Media Want Gizmodo Court Records

The justifications police gave for searching the home of a Gizmodo editor in the criminal investigation of an iPhone prototype should be public, CNET is preparing to tell a judge this week.

A group that also includes the California-based First Amendment Coalition and prominent news organizations is drafting a legal brief that will ask a court to unseal the detective's affidavit used to obtain a search warrant nearly two weeks ago. San Mateo County prosecutors have persuaded a judge to seal all the records of the case.

Making those documents public could reveal whether prosecutors and Superior Court Judge Clifford Cretan considered whether journalist shield laws applied to the evening raid of Jason Chen's home last month and whether they viewed bloggers working for Nick Denton's Gawker Media as members of a legitimate media organization.

In general, searches of newsrooms are unlawful and can even result in police paying penalties in the form of damages to media organizations. A federal law called the Privacy Protection Act broadly immunizes news organizations from searches. A similar California law prevents judges from signing warrants that target writers for newspapers, magazines, or "other periodical publication"--a definition that a state appeals court has extended (PDF) to Apple bloggers.

On the other hand, if the news organization is suspected of a crime, a search of its newsroom or its employees' home offices could be permissible. The federal Privacy Protection Act includes some exceptions for criminal activity. In California, although the anti-search law does not have an explicit exception, at least one court has suggested that the protections do not extend to journalists suspected of a crime.

Gizmodo's parent company, Gawker Media, has called the search warrant "invalid," and an attorney representing the blog network said last week that the option of a lawsuit "is available because search is not the appropriate method in this situation."

Roger Myers, a partner at Holme Roberts and Owen in San Francisco, is drafting the brief for the media organizations. Myers has led other attempts to keep court hearings open in California, including representing CNET (published by CBS Interactive),, and the First Amendment Coalition in a lawsuit involving AT&T and allegations of illegal wiretapping.

California law says that search warrants "shall be open to the public as a judicial record" no later than 10 days after a judge signs it, which would have been Monday. But all records in this case are sealed, and the court clerk's office has refused even to divulge a copy of the secret court order sealing them.

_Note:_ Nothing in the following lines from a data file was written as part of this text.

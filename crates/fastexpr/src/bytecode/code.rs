//! Finalized code objects.
//!
//! A `Code` object is the output of emission and the input to the
//! interpreter: raw instruction bytes plus the pools that u16 operands index
//! into. There is no location or exception table; input trees carry no source
//! positions and the fast path surfaces no exceptions of its own.

use crate::{
    expr::Ty,
    registry::{ClassId, CtorId, MethodId},
    value::Value,
};

/// Compiled bytecode for one lambda body.
#[derive(Debug)]
pub(crate) struct Code {
    /// Raw instruction stream: one opcode byte followed by 0-2 operand bytes.
    bytecode: Vec<u8>,

    /// Values referenced by `LoadConst`.
    constants: Vec<Value>,

    /// Types referenced by cast, box, array and typed-store instructions.
    types: Vec<Ty>,

    /// Members referenced by call, construction and static-field
    /// instructions.
    members: Vec<Member>,

    /// Number of local slots to allocate per invocation.
    num_locals: u8,
}

/// A pooled member reference.
#[derive(Debug, Clone, Copy)]
pub(crate) enum Member {
    Ctor(CtorId),
    Method(MethodId),
    StaticField { class: ClassId, field: usize },
}

impl Code {
    pub(crate) fn new(
        bytecode: Vec<u8>,
        constants: Vec<Value>,
        types: Vec<Ty>,
        members: Vec<Member>,
        num_locals: u8,
    ) -> Self {
        Self {
            bytecode,
            constants,
            types,
            members,
            num_locals,
        }
    }

    #[must_use]
    pub(crate) fn bytecode(&self) -> &[u8] {
        &self.bytecode
    }

    /// Returns the pooled constant at `index`.
    ///
    /// # Panics
    ///
    /// Panics on an out-of-range index; operands are emitted by the compiler
    /// and always valid.
    #[must_use]
    pub(crate) fn constant(&self, index: u16) -> &Value {
        &self.constants[index as usize]
    }

    #[must_use]
    pub(crate) fn ty(&self, index: u16) -> &Ty {
        &self.types[index as usize]
    }

    #[must_use]
    pub(crate) fn member(&self, index: u16) -> Member {
        self.members[index as usize]
    }

    #[must_use]
    pub(crate) fn num_locals(&self) -> u8 {
        self.num_locals
    }
}
/// Invocation fault raised by executing a compiled callable against values
/// that contradict the tree's static types.
#[derive(Debug, Error)]
pub enum RuntimeError {
    #[error("null reference")]
    NullReference,

    #[error("invalid cast to {expected:?}")]
    InvalidCast { expected: Ty },

    #[error("expected {expected} arguments, got {given}")]
    ArityMismatch { expected: usize, given: usize },

    #[error("no method named '{name}' on receiver class")]
    MissingMethod { name: String },

    #[error("operand is not {expected}")]
    TypeMismatch { expected: &'static str },

    #[error("array index {index} out of range for length {len}")]
    IndexOutOfRange { index: i64, len: usize },
}

/// Executes a code object. `args` already includes the bound closure at
/// index 0 when the callable carries one.
pub(crate) fn run(code: &Code, registry: &Registry, args: Vec<Value>) -> Result<Value, RuntimeError> {
    Vm {
        code,
        registry,
        args,
        locals: vec![Value::Null; code.num_locals() as usize],
        stack: Vec::with_capacity(8),
        pc: 0,
    }
    .run()
}

struct Vm<'a> {
    code: &'a Code,
    registry: &'a Registry,
    args: Vec<Value>,
    locals: Vec<Value>,
    stack: Vec<Value>,
    pc: usize,
}

impl Vm<'_> {
    fn run(mut self) -> Result<Value, RuntimeError> {
        loop {
            let byte = self.fetch_u8();
            let op = Opcode::from_repr(byte).expect("invalid opcode byte");
            match op {
                Opcode::LoadArg0 => self.push_arg(0),
                Opcode::LoadArg1 => self.push_arg(1),
                Opcode::LoadArg2 => self.push_arg(2),
                Opcode::LoadArg3 => self.push_arg(3),
                Opcode::LoadArg => {
                    let i = self.fetch_u8();
                    self.push_arg(i as usize);
                }
                Opcode::LoadArgW => {
                    let i = self.fetch_u16();
                    self.push_arg(i as usize);
                }

                Opcode::LoadNull => self.push(Value::Null),
                Opcode::LoadTrue => self.push(Value::Bool(true)),
                Opcode::LoadFalse => self.push(Value::Bool(false)),
                Opcode::LoadIntM1 => self.push(Value::Int(-1)),
                Opcode::LoadInt0 => self.push(Value::Int(0)),
                Opcode::LoadInt1 => self.push(Value::Int(1)),
                Opcode::LoadInt2 => self.push(Value::Int(2)),
                Opcode::LoadInt3 => self.push(Value::Int(3)),
                Opcode::LoadInt4 => self.push(Value::Int(4)),
                Opcode::LoadInt5 => self.push(Value::Int(5)),
                Opcode::LoadInt6 => self.push(Value::Int(6)),
                Opcode::LoadInt7 => self.push(Value::Int(7)),
                Opcode::LoadInt8 => self.push(Value::Int(8)),
                Opcode::LoadSmallInt => {
                    let v = self.fetch_u8() as i8;
                    self.push(Value::Int(i64::from(v)));
                }
                Opcode::LoadConst => {
                    let idx = self.fetch_u16();
                    self.push(self.code.constant(idx).clone());
                }

                Opcode::LoadLoc => {
                    let i = self.fetch_u8();
                    self.push(self.locals[i as usize].clone());
                }
                Opcode::StoreLoc => {
                    let i = self.fetch_u8();
                    self.locals[i as usize] = self.pop();
                }

                Opcode::LoadField => {
                    let idx = self.fetch_u16();
                    let inst = self.pop_obj()?;
                    self.push(inst.field(idx as usize));
                }
                Opcode::StoreField => {
                    let idx = self.fetch_u16();
                    let value = self.pop();
                    let inst = self.pop_obj()?;
                    inst.set_field(idx as usize, value);
                }
                Opcode::LoadStaticField => {
                    let idx = self.fetch_u16();
                    let Member::StaticField { class, field } = self.code.member(idx) else {
                        panic!("LoadStaticField operand is not a static field member");
                    };
                    self.push(self.registry.class(class).static_field(field).value());
                }

                Opcode::NewObj => {
                    let idx = self.fetch_u16();
                    self.new_obj(idx)?;
                }
                Opcode::NewArray => {
                    let idx = self.fetch_u16();
                    let elem = self.code.ty(idx).clone();
                    let len = self.pop_int()?;
                    let len = usize::try_from(len)
                        .map_err(|_| RuntimeError::IndexOutOfRange { index: len, len: 0 })?;
                    self.push(Value::Array(Rc::new(ArrayObj::filled(elem, len))));
                }
                Opcode::LdelemRef => {
                    let index = self.pop_int()?;
                    let arr = self.pop_array()?;
                    let i = Self::check_bounds(index, arr.len())?;
                    self.push(arr.get(i));
                }
                Opcode::StelemRef => {
                    let value = self.pop();
                    let index = self.pop_int()?;
                    let arr = self.pop_array()?;
                    let i = Self::check_bounds(index, arr.len())?;
                    arr.set(i, value);
                }
                Opcode::Stelem => {
                    let idx = self.fetch_u16();
                    let value = self.pop();
                    let index = self.pop_int()?;
                    let arr = self.pop_array()?;
                    let ty = self.code.ty(idx);
                    if !value.is_instance_of(ty) {
                        return Err(RuntimeError::InvalidCast { expected: ty.clone() });
                    }
                    let i = Self::check_bounds(index, arr.len())?;
                    arr.set(i, value);
                }

                Opcode::CastClass => {
                    let idx = self.fetch_u16();
                    let value = self.pop();
                    let ty = self.code.ty(idx);
                    if matches!(value, Value::Null) && !ty.is_value_type() {
                        self.push(Value::Null);
                    } else if value.is_instance_of(ty) {
                        self.push(value);
                    } else {
                        return Err(RuntimeError::InvalidCast { expected: ty.clone() });
                    }
                }
                Opcode::Box => {
                    let idx = self.fetch_u16();
                    let value = self.pop();
                    let ty = self.code.ty(idx);
                    if !value.is_instance_of(ty) {
                        return Err(RuntimeError::InvalidCast { expected: ty.clone() });
                    }
                    self.push(value);
                }

                Opcode::Call => {
                    let idx = self.fetch_u16();
                    self.call_method(idx, false)?;
                }
                Opcode::CallVirt => {
                    let idx = self.fetch_u16();
                    self.call_method(idx, true)?;
                }
                Opcode::CallFn => {
                    let argc = self.fetch_u8() as usize;
                    let args = self.pop_n(argc);
                    let callee = self.pop();
                    let Value::Fn(f) = callee else {
                        return Err(RuntimeError::TypeMismatch { expected: "a callable" });
                    };
                    let result = f.invoke(self.registry, &args)?;
                    self.push(result);
                }
                Opcode::LoadFnTarget => {
                    let callee = self.pop();
                    let Value::Fn(f) = callee else {
                        return Err(RuntimeError::TypeMismatch { expected: "a callable" });
                    };
                    self.push(f.target().cloned().unwrap_or(Value::Null));
                }

                Opcode::Ceq => self.compare_eq(),
                Opcode::Clt => self.compare_ord(Ordering::is_lt)?,
                Opcode::Cgt => self.compare_ord(Ordering::is_gt)?,

                Opcode::Dup => {
                    let top = self.stack.last().expect("stack underflow on Dup").clone();
                    self.push(top);
                }
                Opcode::Ret => return Ok(self.pop()),
            }
        }
    }

    // ========================================================================
    // Instruction stream decoding
    // ========================================================================

    fn fetch_u8(&mut self) -> u8 {
        let byte = self.code.bytecode()[self.pc];
        self.pc += 1;
        byte
    }

    fn fetch_u16(&mut self) -> u16 {
        let bytes = [self.code.bytecode()[self.pc], self.code.bytecode()[self.pc + 1]];
        self.pc += 2;
        u16::from_le_bytes(bytes)
    }

    // ========================================================================
    // Stack helpers
    // ========================================================================

    fn push(&mut self, value: Value) {
        self.stack.push(value);
    }

    fn pop(&mut self) -> Value {
        self.stack.pop().expect("stack underflow")
    }

    /// Pops the top `n` values, preserving push order.
    fn pop_n(&mut self, n: usize) -> Vec<Value> {
        let at = self.stack.len().checked_sub(n).expect("stack underflow");
        self.stack.split_off(at)
    }

    fn push_arg(&mut self, index: usize) {
        let value = self.args.get(index).expect("argument index out of range").clone();
        self.push(value);
    }

    fn pop_obj(&mut self) -> Result<Rc<Instance>, RuntimeError> {
        match self.pop() {
            Value::Obj(inst) => Ok(inst),
            Value::Null => Err(RuntimeError::NullReference),
            _ => Err(RuntimeError::TypeMismatch { expected: "an object" }),
        }
    }

    fn pop_array(&mut self) -> Result<Rc<ArrayObj>, RuntimeError> {
        match self.pop() {
            Value::Array(arr) => Ok(arr),
            Value::Null => Err(RuntimeError::NullReference),
            _ => Err(RuntimeError::TypeMismatch { expected: "an array" }),
        }
    }

    fn pop_int(&mut self) -> Result<i64, RuntimeError> {
        match self.pop() {
            Value::Int(v) => Ok(v),
            _ => Err(RuntimeError::TypeMismatch { expected: "an integer" }),
        }
    }

    fn check_bounds(index: i64, len: usize) -> Result<usize, RuntimeError> {
        usize::try_from(index)
            .ok()
            .filter(|i| *i < len)
            .ok_or(RuntimeError::IndexOutOfRange { index, len })
    }

    // ========================================================================
    // Calls and construction
    // ========================================================================

    /// Constructs an instance via the member-pool constructor at `idx`.
    fn new_obj(&mut self, idx: u16) -> Result<(), RuntimeError> {
        let Member::Ctor(ctor) = self.code.member(idx) else {
            panic!("NewObj operand is not a constructor member");
        };
        let info = self.registry.class(ctor.class).ctor(ctor.index);
        let args = self.pop_n(info.params.len());
        let value = match &info.body {
            CtorBody::FieldInit => {
                let class = self.registry.class(ctor.class);
                let mut fields: Vec<Value> =
                    class.fields().iter().map(|f| Value::zero(&f.ty)).collect();
                for (i, arg) in args.into_iter().enumerate() {
                    fields[i] = arg;
                }
                Value::Obj(Rc::new(Instance::new(ctor.class, fields)))
            }
            CtorBody::Native(f) => f(self.registry, ctor.class, args)?,
        };
        self.push(value);
        Ok(())
    }

    /// Calls the member-pool method at `idx`, re-dispatching on the
    /// receiver's runtime class when `virt` is set.
    fn call_method(&mut self, idx: u16, virt: bool) -> Result<(), RuntimeError> {
        let registry = self.registry;
        let Member::Method(method) = self.code.member(idx) else {
            panic!("call operand is not a method member");
        };
        let mut info: &MethodInfo = registry.class(method.class).method(method.index);
        let mut args = self.pop_n(info.params.len());
        let receiver = if info.is_static { None } else { Some(self.pop()) };

        if virt {
            match &receiver {
                Some(Value::Null) => return Err(RuntimeError::NullReference),
                Some(Value::Obj(inst)) if inst.class() != method.class => {
                    let class = registry.class(inst.class());
                    let index = class
                        .method_named(&info.name)
                        .ok_or_else(|| RuntimeError::MissingMethod {
                            name: info.name.clone(),
                        })?;
                    info = class.method(index);
                }
                _ => {}
            }
        }

        let result = match &info.body {
            MethodBody::Native(f) => {
                let mut full = Vec::with_capacity(args.len() + 1);
                if let Some(r) = receiver {
                    full.push(r);
                }
                full.append(&mut args);
                f(registry, &full)?
            }
            MethodBody::FieldGet(field) => {
                let inst = Self::expect_obj(receiver)?;
                inst.field(*field)
            }
            MethodBody::FieldSet(field) => {
                let inst = Self::expect_obj(receiver)?;
                inst.set_field(*field, args.pop().expect("setter takes one argument"));
                Value::Null
            }
        };
        if info.ret != Ty::Void {
            self.push(result);
        }
        Ok(())
    }

    fn expect_obj(receiver: Option<Value>) -> Result<Rc<Instance>, RuntimeError> {
        match receiver {
            Some(Value::Obj(inst)) => Ok(inst),
            Some(Value::Null) | None => Err(RuntimeError::NullReference),
            _ => Err(RuntimeError::TypeMismatch { expected: "an object" }),
        }
    }

    // ========================================================================
    // Comparisons
    // ========================================================================

    /// Equality comparison.
    fn compare_eq(&mut self) {
        let rhs = self.pop();
        let lhs = self.pop();
        self.push(Value::Bool(lhs.cmp_eq(&rhs)));
    }

    /// Ordering comparison with a predicate.
    fn compare_ord<F>(&mut self, check: F) -> Result<(), RuntimeError>
    where
        F: FnOnce(Ordering) -> bool,
    {
        let rhs = self.pop();
        let lhs = self.pop();
        let ord = match (&lhs, &rhs) {
            (Value::Int(a), Value::Int(b)) => a.partial_cmp(b),
            (Value::Double(a), Value::Double(b)) => a.partial_cmp(b),
            _ => {
                return Err(RuntimeError::TypeMismatch {
                    expected: "numeric operands",
                })
            }
        };
        self.push(Value::Bool(ord.is_some_and(check)));
        Ok(())
    }
}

The media organizations argue this conflicts with precedent set by California courts. "Documents upon which the [court] bases a decision to issue a search warrant are judicial in character, for the decision to issue a search warrant is a judicial decision," a state appeals court has ruled, saying public access to those records is important because it "fosters important policy considerations, such as discouraging perjury, enhancing police and prosecutorial performance, and promoting a public perception of fairness." The U.S. Constitution's First Amendment and the California Constitution provide a broad right to access to court records.

The search warrant affidavit was prepared by Detective Matthew Broad of San Mateo County Sheriff's Office.